Aim of the exercise
Even where a record seems odd, copy it exactly as it appears below.

Data shown
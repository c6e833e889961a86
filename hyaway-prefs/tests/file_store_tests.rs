//! File-backed persistence tests
//!
//! Each `PreferenceRegistry::with_defaults` call simulates a page load.

use hyaway_prefs::domains::{GalleryLayout, GallerySettings, ReviewSettings, Theme, UxSettings};
use hyaway_prefs::{FileStorage, PreferenceRegistry, StorageBackend};
use serde_json::json;
use std::sync::Arc;
use tempfile::TempDir;

fn load(dir: &TempDir) -> PreferenceRegistry {
    PreferenceRegistry::with_defaults(Arc::new(FileStorage::new(dir.path()))).unwrap()
}

#[test]
fn test_values_survive_reload() {
    let dir = TempDir::new().unwrap();

    {
        let registry = load(&dir);
        let gallery = registry.store::<GallerySettings>().unwrap();
        gallery.update(|p| {
            p.layout = GalleryLayout::Justified;
            p.base_width = 320;
        });
        registry
            .by_name("hyaway-ux-settings")
            .unwrap()
            .set_key("theme", json!("dark"))
            .unwrap();
    }

    let registry = load(&dir);
    let gallery = registry.store::<GallerySettings>().unwrap().get();
    assert_eq!(gallery.layout, GalleryLayout::Justified);
    assert_eq!(gallery.base_width, 320);
    assert_eq!(gallery.max_columns, GallerySettings::default().max_columns);
    assert_eq!(registry.store::<UxSettings>().unwrap().read(|p| p.theme), Theme::Dark);
}

#[test]
fn test_only_touched_stores_are_written() {
    let dir = TempDir::new().unwrap();
    let registry = load(&dir);

    registry
        .store::<ReviewSettings>()
        .unwrap()
        .update(|p| p.swipe_threshold = 200);

    assert!(dir.path().join("hyaway-review-settings.json").exists());
    assert!(!dir.path().join("hyaway-gallery-settings.json").exists());
}

#[test]
fn test_corrupt_file_falls_back_to_defaults() {
    let dir = TempDir::new().unwrap();
    std::fs::write(dir.path().join("hyaway-ux-settings.json"), "\u{0}garbage").unwrap();

    let registry = load(&dir);
    assert_eq!(registry.store::<UxSettings>().unwrap().get(), UxSettings::default());
}

#[test]
fn test_stale_field_falls_back_per_key() {
    let dir = TempDir::new().unwrap();
    let storage = FileStorage::new(dir.path());
    storage
        .write(
            "hyaway-gallery-settings",
            r#"{"state":{"layout":"carousel","base_width":150,"show_captions":true},"version":0}"#,
        )
        .unwrap();

    let registry = load(&dir);
    let gallery = registry.store::<GallerySettings>().unwrap().get();
    assert_eq!(gallery.layout, GalleryLayout::Masonry);
    assert_eq!(gallery.base_width, 150);
}

#[test]
fn test_reset_all_persists_defaults() {
    let dir = TempDir::new().unwrap();
    {
        let registry = load(&dir);
        registry.store::<UxSettings>().unwrap().update(|p| p.haptics = false);
        registry.reset_all();
    }

    let registry = load(&dir);
    assert_eq!(registry.store::<UxSettings>().unwrap().get(), UxSettings::default());
    for name in registry.names() {
        assert!(dir.path().join(format!("{}.json", name)).exists(), "{} not persisted", name);
    }
}

#[test]
fn test_checked_set_rejects_out_of_range() {
    let dir = TempDir::new().unwrap();
    let registry = load(&dir);
    let review = registry.by_name("hyaway-review-settings").unwrap();

    assert!(review.set_key_checked("swipe_threshold", json!(10)).is_err());
    assert_eq!(review.get_key("swipe_threshold"), Some(json!(120)));

    // Unchecked path keeps the permissive behaviour
    review.set_key("swipe_threshold", json!(10)).unwrap();
    assert_eq!(review.get_key("swipe_threshold"), Some(json!(10)));
}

Result
repository c6e833e889961a86
filename hyaway-prefs/tests/file_store_tests.rs
//! File-backed persistence tests
//!
//! Each `PreferenceRegistry::with_defaults` call simulates a page load.

use hyaway_prefs::domains::{GalleryLayout, GallerySettings, ReviewSettings, Theme, UxSettings};
use hyaway_prefs::{FileStorage, PreferenceRegistry, StorageBackend};
use serde_json::json;
use std::sync::Arc;
use tempfile::TempDir;

fn load(dir: &TempDir) -> PreferenceRegistry {
    PreferenceRegistry::with_defaults(Arc::new(FileStorage::new(dir.path()))).unwrap()
}

#[test]
fn test_values_survive_reload() {
    let dir = TempDir::new().unwrap();

    {
        let registry = load(&dir);
        let gallery = registry.store::<GallerySettings>().unwrap();
        gallery.update(|p| {
            p.layout = GalleryLayout::Justified;
            p.base_width = 320;
        });
        registry
            .by_name("hyaway-ux-settings")
            .unwrap()
            .set_key("theme", json!("dark"))
            .unwrap();
    }

    let registry = load(&dir);
    let gallery = registry.store::<GallerySettings>().unwrap().get();
    assert_eq!(gallery.layout, GalleryLayout::Justified);
    assert_eq!(gallery.base_width, 320);
    assert_eq!(gallery.max_columns, GallerySettings::default().max_columns);
    assert_eq!(registry.store::<UxSettings>().unwrap().read(|p| p.theme), Theme::Dark);
}

#[test]
fn test_only_touched_stores_are_written() {
    let dir = TempDir::new().unwrap();
    let registry = load(&dir);

    registry
        .store::<ReviewSettings>()
        .unwrap()
        .update(|p| p.swipe_threshold = 200);

    assert!(dir.path().join("hyaway-review-settings.json").exists());
    assert!(!dir.path().join("hyaway-gallery-settings.json").exists());
}

#[test]
fn test_corrupt_file_falls_back_to_defaults() {
    let dir = TempDir::new().unwrap();
    std::fs::write(dir.path().join("hyaway-ux-settings.json"), "\u{0}garbage").unwrap();

    let registry = load(&dir);
    assert_eq!(registry.store::<UxSettings>().unwrap().get(), UxSettings::default());
}

#[test]
fn test_stale_field_falls_back_per_key() {
    let dir = TempDir::new().unwrap();
    let storage = FileStorage::new(dir.path());
    storage
        .write(
            "hyaway-gallery-settings",
            r#"{"state":{"layout":"carousel","base_width":150,"show_captions":true},"version":0}"#,
        )
        .unwrap();

    let registry = load(&dir);
    let gallery = registry.store::<GallerySettings>().unwrap().get();
    assert_eq!(gallery.layout, GalleryLayout::Masonry);
    assert_eq!(gallery.base_width, 150);
}

#[test]
fn test_reset_all_persists_defaults() {
    let dir = TempDir::new().unwrap();
    {
        let registry = load(&dir);
        registry.store::<UxSettings>().unwrap().update(|p| p.haptics = false);
        registry.reset_all();
    }

    let registry = load(&dir);
    assert_eq!(registry.store::<UxSettings>().unwrap().get(), UxSettings::default());
    for name in registry.names() {
        assert!(dir.path().join(format!("{}.json", name)).exists(), "{} not persisted", name);
    }
}

#[test]
fn test_checked_set_rejects_out_of_range() {
    let dir = TempDir::new().unwrap();
    let registry = load(&dir);
    let review = registry.by_name("hyaway-review-settings").unwrap();

    assert!(review.set_key_checked("swipe_threshold", json!(10)).is_err());
    assert_eq!(review.get_key("swipe_threshold"), Some(json!(120)));

    // Unchecked path keeps the permissive behaviour
    review.set_key("swipe_threshold", json!(10)).unwrap();
    assert_eq!(review.get_key("swipe_threshold"), Some(json!(10)));
}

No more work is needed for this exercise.